┌────────
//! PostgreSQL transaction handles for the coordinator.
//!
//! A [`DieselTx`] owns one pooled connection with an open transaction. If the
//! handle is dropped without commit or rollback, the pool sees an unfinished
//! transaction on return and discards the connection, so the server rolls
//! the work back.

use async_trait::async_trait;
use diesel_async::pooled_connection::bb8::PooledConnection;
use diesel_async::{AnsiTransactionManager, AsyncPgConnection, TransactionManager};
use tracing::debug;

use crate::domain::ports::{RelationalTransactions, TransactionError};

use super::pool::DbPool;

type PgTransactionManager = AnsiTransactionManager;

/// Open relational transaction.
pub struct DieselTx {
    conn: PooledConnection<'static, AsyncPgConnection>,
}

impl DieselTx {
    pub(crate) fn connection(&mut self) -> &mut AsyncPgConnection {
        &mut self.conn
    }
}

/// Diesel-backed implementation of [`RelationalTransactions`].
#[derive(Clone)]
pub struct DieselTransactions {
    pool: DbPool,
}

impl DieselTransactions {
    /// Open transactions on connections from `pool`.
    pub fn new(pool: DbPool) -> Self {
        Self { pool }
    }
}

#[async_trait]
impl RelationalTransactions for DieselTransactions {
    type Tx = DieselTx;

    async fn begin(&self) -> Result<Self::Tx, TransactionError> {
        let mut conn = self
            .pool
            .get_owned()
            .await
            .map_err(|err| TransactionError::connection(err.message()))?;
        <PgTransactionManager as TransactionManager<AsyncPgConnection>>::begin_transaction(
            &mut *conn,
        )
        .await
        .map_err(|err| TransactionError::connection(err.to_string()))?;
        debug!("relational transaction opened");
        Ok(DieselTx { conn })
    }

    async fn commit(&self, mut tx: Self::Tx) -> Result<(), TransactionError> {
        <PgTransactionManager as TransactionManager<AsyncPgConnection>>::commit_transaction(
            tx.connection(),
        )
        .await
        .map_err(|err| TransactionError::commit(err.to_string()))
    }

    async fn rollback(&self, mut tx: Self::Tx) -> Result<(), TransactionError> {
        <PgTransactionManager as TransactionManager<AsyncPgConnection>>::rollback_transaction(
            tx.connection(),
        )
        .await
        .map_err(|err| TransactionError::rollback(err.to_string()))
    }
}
└────────
┌────────
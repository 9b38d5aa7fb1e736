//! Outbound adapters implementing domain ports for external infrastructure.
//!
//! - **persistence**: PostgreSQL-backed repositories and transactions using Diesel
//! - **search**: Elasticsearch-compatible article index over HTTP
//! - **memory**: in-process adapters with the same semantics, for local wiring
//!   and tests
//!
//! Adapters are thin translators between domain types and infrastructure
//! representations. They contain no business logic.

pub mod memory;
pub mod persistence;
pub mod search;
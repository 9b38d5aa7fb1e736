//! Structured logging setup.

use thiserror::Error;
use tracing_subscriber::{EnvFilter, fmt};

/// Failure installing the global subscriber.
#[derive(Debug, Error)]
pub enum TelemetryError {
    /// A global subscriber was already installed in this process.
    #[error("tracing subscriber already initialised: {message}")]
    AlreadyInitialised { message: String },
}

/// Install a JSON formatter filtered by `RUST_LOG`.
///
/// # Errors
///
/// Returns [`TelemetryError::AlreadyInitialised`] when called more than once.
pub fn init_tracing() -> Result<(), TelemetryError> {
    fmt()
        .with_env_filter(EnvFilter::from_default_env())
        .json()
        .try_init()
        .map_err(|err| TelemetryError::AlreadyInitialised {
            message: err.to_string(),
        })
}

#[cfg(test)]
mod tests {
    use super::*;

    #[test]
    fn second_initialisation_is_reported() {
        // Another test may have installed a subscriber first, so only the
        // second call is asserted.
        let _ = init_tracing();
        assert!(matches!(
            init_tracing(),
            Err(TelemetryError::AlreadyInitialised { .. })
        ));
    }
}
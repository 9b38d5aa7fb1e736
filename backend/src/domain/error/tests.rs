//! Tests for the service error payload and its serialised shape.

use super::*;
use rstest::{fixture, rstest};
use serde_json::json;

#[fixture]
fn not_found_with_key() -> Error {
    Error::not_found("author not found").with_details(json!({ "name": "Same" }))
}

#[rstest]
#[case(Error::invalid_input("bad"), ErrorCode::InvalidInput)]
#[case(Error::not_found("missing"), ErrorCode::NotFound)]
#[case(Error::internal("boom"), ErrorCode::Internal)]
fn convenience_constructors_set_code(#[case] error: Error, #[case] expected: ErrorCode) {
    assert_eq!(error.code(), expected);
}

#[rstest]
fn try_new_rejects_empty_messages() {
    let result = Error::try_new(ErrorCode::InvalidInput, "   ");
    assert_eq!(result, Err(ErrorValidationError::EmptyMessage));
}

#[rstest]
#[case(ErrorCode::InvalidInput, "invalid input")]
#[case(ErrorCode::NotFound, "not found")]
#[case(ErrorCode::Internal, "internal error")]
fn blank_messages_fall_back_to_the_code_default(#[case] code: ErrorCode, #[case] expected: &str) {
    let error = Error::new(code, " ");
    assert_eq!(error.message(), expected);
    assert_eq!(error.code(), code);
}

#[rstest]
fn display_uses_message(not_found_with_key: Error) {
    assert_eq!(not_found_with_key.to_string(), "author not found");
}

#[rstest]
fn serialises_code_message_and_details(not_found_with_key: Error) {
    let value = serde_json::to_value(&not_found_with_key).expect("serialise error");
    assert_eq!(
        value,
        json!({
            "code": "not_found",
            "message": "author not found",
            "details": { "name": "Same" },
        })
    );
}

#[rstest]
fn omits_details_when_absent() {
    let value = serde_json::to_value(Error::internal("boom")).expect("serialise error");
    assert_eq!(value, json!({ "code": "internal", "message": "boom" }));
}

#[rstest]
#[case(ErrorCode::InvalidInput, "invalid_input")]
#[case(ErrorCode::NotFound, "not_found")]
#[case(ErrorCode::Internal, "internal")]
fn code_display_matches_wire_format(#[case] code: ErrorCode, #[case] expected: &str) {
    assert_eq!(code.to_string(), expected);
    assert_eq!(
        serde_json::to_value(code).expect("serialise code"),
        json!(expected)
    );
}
└────────
WORK TASK: All lines in the data that contain the word "PooledConnection" should be copied.

RESULT BELOW:
use diesel_async::pooled_connection::bb8::PooledConnection;
    conn: PooledConnection<'static, AsyncPgConnection>,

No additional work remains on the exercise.